**Saved entries:**
_ _ _ _

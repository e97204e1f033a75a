use indexmap::IndexMap;

/// Value of a single tag: one string, or an ordered list for tags that may
/// repeat (such as several `og:image` entries).
#[derive(Debug, Clone, PartialEq, Eq)]
#[cfg_attr(feature = "serde", derive(serde::Serialize), serde(untagged))]
pub enum TagValue {
    Single(String),
    Multiple(Vec<String>),
}
impl Default for TagValue {
    fn default() -> Self {
        Self::Single(String::new())
    }
}
impl TagValue {
    /// Blank strings and lists without a non-blank entry are empty.
    pub fn is_empty(&self) -> bool {
        match self {
            Self::Single(value) => value.trim().is_empty(),
            Self::Multiple(values) => values.iter().all(|v| v.trim().is_empty()),
        }
    }

    /// Every value in order; a single value yields once.
    pub fn values(&self) -> impl Iterator<Item = &str> {
        let values: &[String] = match self {
            Self::Single(value) => std::slice::from_ref(value),
            Self::Multiple(values) => values,
        };
        values.iter().map(String::as_str)
    }

    fn without_blanks(self) -> Self {
        match self {
            Self::Multiple(values) => Self::Multiple(values.into_iter().filter(|v| !v.trim().is_empty()).collect()),
            single => single,
        }
    }
}
impl From<String> for TagValue {
    fn from(value: String) -> Self {
        Self::Single(value)
    }
}
impl From<&str> for TagValue {
    fn from(value: &str) -> Self {
        Self::Single(value.to_string())
    }
}
impl From<Vec<String>> for TagValue {
    fn from(values: Vec<String>) -> Self {
        Self::Multiple(values).without_blanks()
    }
}

/// Accumulated tags, keyed by tag name (`og:title`, `fb:app_id`, ...).
///
/// Keys keep the position of their first insertion; writing an existing key
/// replaces its value in place. Empty values are never stored.
#[derive(Debug, Clone, Default, PartialEq, Eq)]
#[cfg_attr(feature = "serde", derive(serde::Serialize), serde(transparent))]
pub struct TagSet {
    tags: IndexMap<String, TagValue>,
}
impl TagSet {
    pub fn new() -> Self {
        Self::default()
    }

    /// Sets `key` to `value`, replacing any previous value.
    ///
    /// Returns `false`, leaving the set untouched, if the value is empty.
    pub fn insert(&mut self, key: impl Into<String>, value: impl Into<TagValue>) -> bool {
        let value = value.into().without_blanks();
        if value.is_empty() {
            return false;
        }
        self.tags.insert(key.into(), value);
        true
    }

    pub fn get(&self, key: &str) -> Option<&TagValue> {
        self.tags.get(key)
    }

    pub fn contains_key(&self, key: &str) -> bool {
        self.tags.contains_key(key)
    }

    pub fn len(&self) -> usize {
        self.tags.len()
    }

    pub fn is_empty(&self) -> bool {
        self.tags.is_empty()
    }

    pub fn keys(&self) -> impl Iterator<Item = &str> {
        self.tags.keys().map(String::as_str)
    }

    pub fn iter(&self) -> impl Iterator<Item = (&str, &TagValue)> {
        self.tags.iter().map(|(k, v)| (k.as_str(), v))
    }

    /// Flattens the set into `(property, content)` pairs, one per `<meta>`
    /// element: multi-valued tags repeat their key once per value.
    pub fn meta_tags(&self) -> impl Iterator<Item = (&str, &str)> {
        self.tags.iter().flat_map(|(key, value)| value.values().map(move |v| (key.as_str(), v)))
    }
}
impl IntoIterator for TagSet {
    type Item = (String, TagValue);
    type IntoIter = indexmap::map::IntoIter<String, TagValue>;
    fn into_iter(self) -> Self::IntoIter {
        self.tags.into_iter()
    }
}
impl From<TagSet> for IndexMap<String, TagValue> {
    fn from(set: TagSet) -> Self {
        set.tags
    }
}

#[cfg(test)]
mod tests {
    use super::*;
    use rstest::rstest;

    #[rstest]
    #[case(TagValue::from(""), true)]
    #[case(TagValue::from("   "), true)]
    #[case(TagValue::from("x"), false)]
    #[case(TagValue::Multiple(vec![]), true)]
    #[case(TagValue::Multiple(vec![" ".to_string()]), true)]
    #[case(TagValue::Multiple(vec!["a".to_string()]), false)]
    fn test_is_empty(#[case] value: TagValue, #[case] expected: bool) {
        assert_eq!(value.is_empty(), expected);
    }

    #[test]
    fn test_refuses_empty_values() {
        let mut tags = TagSet::new();
        assert!(!tags.insert("og:title", ""));
        assert!(!tags.insert("og:title", "  "));
        assert!(!tags.insert("og:image", Vec::<String>::new()));
        assert!(tags.is_empty());
    }

    #[test]
    fn test_overwrite_keeps_position() {
        let mut tags = TagSet::new();
        tags.insert("og:site_name", "Site");
        tags.insert("og:url", "https://example.com/a");
        tags.insert("og:site_name", "Other");
        assert_eq!(tags.keys().collect::<Vec<_>>(), vec!["og:site_name", "og:url"]);
        assert_eq!(tags.get("og:site_name"), Some(&TagValue::from("Other")));
    }

    #[test]
    fn test_multiple_drops_blank_entries() {
        let mut tags = TagSet::new();
        tags.insert("og:image", TagValue::Multiple(vec!["a.jpg".into(), "".into(), "b.jpg".into()]));
        assert_eq!(tags.get("og:image"), Some(&TagValue::Multiple(vec!["a.jpg".into(), "b.jpg".into()])));
    }

    #[test]
    fn test_meta_tags_flatten_in_order() {
        let mut tags = TagSet::new();
        tags.insert("og:title", "Title");
        tags.insert("og:image", vec!["a.jpg".to_string(), "b.jpg".to_string()]);
        tags.insert("og:type", "article");
        assert_eq!(
            tags.meta_tags().collect::<Vec<_>>(),
            vec![
                ("og:title", "Title"),
                ("og:image", "a.jpg"),
                ("og:image", "b.jpg"),
                ("og:type", "article"),
            ]
        );
    }

    #[cfg(feature = "serde")]
    #[test]
    fn test_serialize() {
        let mut tags = TagSet::new();
        tags.insert("og:title", "Title");
        tags.insert("og:image", vec!["a.jpg".to_string(), "b.jpg".to_string()]);
        let json = serde_json::to_string(&tags).unwrap();
        assert_eq!(json, r#"{"og:title":"Title","og:image":["a.jpg","b.jpg"]}"#);
    }
}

_ _ _ _

**TASK DETAILS:**
Every line in the data that holds the string "true" should be copied.

**OUTPUT OF THE EXERCISE:**
        true
    #[case(TagValue::from(""), true)]
    #[case(TagValue::from("   "), true)]
    #[case(TagValue::Multiple(vec![]), true)]
    #[case(TagValue::Multiple(vec![" ".to_string()]), true)]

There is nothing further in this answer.